Szymon Szymański

Resovia
- Positions: Centre Power forward
- League: I liga

Personal information
- Born: 4 January 1996 (age 29)
- Listed height: 206 cm (6 ft 9 in)

Career information
- Playing career: 2011–present

Career history
- 0000: Resovia
- 2011–2012: AZS II Politechnika Warszawska
- 2013–2015: SMS PZKosz Władysławowo
- 2015–2016: Muszkieterowie Nowa Sól
- 2016–2017: Rosa II Radom
- 2017–2018: Rosa Radom
- 2018–2020: Sokół Łańcut
- 2020–2021: GTK Gliwice
- 2021: GTK AZS II Gliwice
- 2021–2022: KKK MOSiR Krosno
- 2023–: Resovia

= Szymon Szymański (basketball) =

Polish basketball player (born 1996)

Szymon Szymański (born 4 January 1996) is a Polish professional basketball player playing as a centre or power forward for Resovia.

==Career==
A youth graduate of Resovia, his professional career started with Rosa Radom, initially with the reserve team. He was a standout player for the reserves in the I liga winning against much stronger opponents,, and was praised in particular for his double-double in a match against Astoria Bydgoszcz. Considered one of the top prospects in the second tier, he graduated to Rosa's PLK team, where he debuted in the European Champions League in 2017.

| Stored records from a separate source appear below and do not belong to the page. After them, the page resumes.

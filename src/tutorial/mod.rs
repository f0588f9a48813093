//! This is a documentation-only module with several sub-modules describing how to use
//! this crate.
//!
//! Table of contents:
//!  - [Notations and normalisation](./p01_notation/index.html)
//!  - [The individual pipeline stages](./p02_pipeline/index.html)
//!  - [Truth tables and their export](./p03_truth_tables/index.html)
//!

pub mod p01_notation;
pub mod p02_pipeline;
pub mod p03_truth_tables;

He was loaned on 21 December 2018 by Rosa Radom to Sokół Łańcut.

He joined GTK Gliwice on 10 June 2020.

On 3 December 2021 he joined KKK MOSiR Krosno as a permanent signing. His contract was extended for the following season in June 2022 during a squad rebuild, however this was annulled a month later by the club due to an injury.

On his 27th birthday, in 2023 he joined Resovia, the same club his father Artur Szymański played for in the 80s.